Pope Leo XIV has issued a formal warning regarding the dangers posed by autonomous weapons systems. In a document known as an encyclical—a papal letter used to outline the church's perspective on key topics—the pontiff called for AI technology to be "disarmed" to prevent it from "dominating humanity".

Specifically, Pope Leo XIV stated that artificial intelligence should never be utilized to make lethal decisions. The document, titled *Magnifica humanitas*, explicitly rules out the practice of algorithmic warfare.

Concerns Over Big Tech and Inequality

Beyond the military applications of AI, the 83-page manifesto examines the social areas being reshaped by the technology. Pope Leo XIV took direct aim at the power of Big Tech, warning that the current trajectory of AI development risks widening global inequality and weakening democratic structures.

In the encyclical, the Pope argued that artificial intelligence must serve humanity as a whole rather than serving a "powerful few". He called for the breaking up of monopolistic control over the technology. Additionally, the document addresses the potential for mass job losses resulting from AI integration.

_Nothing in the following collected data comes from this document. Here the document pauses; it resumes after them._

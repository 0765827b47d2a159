pub struct TreeStats {
    pub size: usize,
    pub single_rotations: usize,
    pub double_rotations: usize,
}

impl TreeStats {
    pub fn new() -> Self {
        Self {
            size: 0,
            single_rotations: 0,
            double_rotations: 0,
        }
    }

    pub fn rotations(&self) -> usize {
        self.single_rotations + self.double_rotations
    }
}
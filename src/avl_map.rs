use crate::avl_base::{
    avl::AvlTree,
    avl_traits::AvlParams,
    iter::{AvlIterator, AvlReverseIterator},
    DefaultAvlConfig,
};

pub struct AvlMap<T: AvlParams> {
    _tree: AvlTree<T>,
}

impl<T: AvlParams> AvlMap<T> {
    pub fn is_empty(&self) -> bool {
        self._tree.empty()
    }

    pub fn len(&self) -> usize {
        self._tree.size()
    }

    pub fn height(&self) -> u16 {
        self._tree.height()
    }

    pub fn contains_key(&self, key: &T::KeyType) -> bool {
        self._tree.exists(key)
    }

    /// Inserts a key/value pair. If the key was already present its value is
    /// replaced and the old value returned.
    pub fn put(&mut self, key: T::KeyType, value: T::ValueType) -> Option<T::ValueType> {
        self._tree.insert(key, value)
    }

    pub fn get(&self, key: &T::KeyType) -> Option<&T::ValueType> {
        self._tree.get(key)
    }

    pub fn get_mut(&mut self, key: &T::KeyType) -> Option<&mut T::ValueType> {
        self._tree.get_mut(key)
    }

    /// Removes the entry for `key`, returning its value if it was present.
    pub fn remove(&mut self, key: &T::KeyType) -> Option<T::ValueType> {
        self._tree.erase(key)
    }

    pub fn first(&self) -> Option<(&T::KeyType, &T::ValueType)> {
        self._tree.first()
    }

    pub fn last(&self) -> Option<(&T::KeyType, &T::ValueType)> {
        self._tree.last()
    }

    /// Visits every entry in strictly increasing key order.
    pub fn ascend<F>(&self, visit: F)
    where
        F: FnMut(&T::KeyType, &T::ValueType),
    {
        self._tree.ascend(visit)
    }

    /// Visits every entry in strictly decreasing key order.
    pub fn descend<F>(&self, visit: F)
    where
        F: FnMut(&T::KeyType, &T::ValueType),
    {
        self._tree.descend(visit)
    }

    pub fn iter(&self) -> AvlIterator<'_, T> {
        self._tree.iter()
    }

    pub fn iter_rev(&self) -> AvlReverseIterator<'_, T> {
        self._tree.iter_rev()
    }

    pub fn clear(&mut self) {
        self._tree.clear()
    }

    pub fn new() -> Self {
        Self {
            _tree: AvlTree::new(),
        }
    }
}

pub type DefaultAvlMap<K, V> = AvlMap<DefaultAvlConfig<K, V>>;
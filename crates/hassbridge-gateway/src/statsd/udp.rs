//! Connected UDP client for a statsd collector.

use std::net::SocketAddr;

use tokio::net::{lookup_host, UdpSocket};

use hassbridge_core::error::{BridgeError, Result};

use super::MetricSink;
use crate::config::ResolvedConfig;

pub struct UdpStatsdClient {
    peer: SocketAddr,
    socket: UdpSocket,
}

impl UdpStatsdClient {
    /// Resolve `host:port` once and connect an ephemeral socket to it.
    pub async fn connect(cfg: &ResolvedConfig) -> Result<Self> {
        let target = format!("{}:{}", cfg.host, cfg.port);
        let peer = lookup_host(&target)
            .await
            .map_err(|e| BridgeError::Config(format!("resolve statsd host {target} failed: {e}")))?
            .next()
            .ok_or_else(|| BridgeError::Config(format!("statsd host {target} has no address")))?;

        let bind: SocketAddr = if peer.is_ipv4() {
            ([0, 0, 0, 0], 0).into()
        } else {
            ([0u16; 8], 0).into()
        };
        let socket = UdpSocket::bind(bind)
            .await
            .map_err(|e| BridgeError::Internal(format!("bind statsd socket failed: {e}")))?;
        socket
            .connect(peer)
            .await
            .map_err(|e| BridgeError::Internal(format!("connect statsd socket failed: {e}")))?;

        tracing::info!(%peer, "statsd client ready");
        Ok(Self { peer, socket })
    }
}

impl MetricSink for UdpStatsdClient {
    fn emit(&self, datagram: &[u8]) {
        // try_send never waits; a full buffer or unreachable collector just drops the datagram.
        if let Err(e) = self.socket.try_send(datagram) {
            tracing::debug!(peer = %self.peer, error = %e, "statsd send failed");
        }
    }
}
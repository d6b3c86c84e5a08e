//! Body codec for service calls.
//!
//! The host only guarantees an object; every key inside it is the handler's
//! business.

use serde_json::{Map, Value};

use hassbridge_core::error::{BridgeError, Result};
use hassbridge_core::protocol::call::ServiceCall;

pub fn decode(domain: &str, service: &str, body: &[u8]) -> Result<ServiceCall> {
    let data = if body.iter().all(u8::is_ascii_whitespace) {
        Map::new()
    } else {
        match serde_json::from_slice::<Value>(body) {
            Ok(Value::Object(m)) => m,
            Ok(other) => {
                return Err(BridgeError::BadRequest(format!(
                    "service data must be a JSON object, got {other}"
                )))
            }
            Err(e) => return Err(BridgeError::BadRequest(format!("invalid service data json: {e}"))),
        }
    };
    Ok(ServiceCall::new(domain, service, data))
}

Philosophical and Human Impact

*Magnifica humanitas* serves as a sweeping manifesto on safeguarding humanity in the AI era. The pontiff warned that the proliferation of AI could undermine the fundamental definition of what it means to be human.

According to reports, the Pope also raised concerns regarding the influence of chat bots within the context of this technological shift. The document is presented as a moral and social framework for the Church to navigate the perils and promises of artificial intelligence.

Release and Collaboration

The encyclical was published in Rome on Monday, May 25. The release of the document coincided with the presence of Chris Olah, the co-founder of AI company Anthropic, who was in Rome for the presentation.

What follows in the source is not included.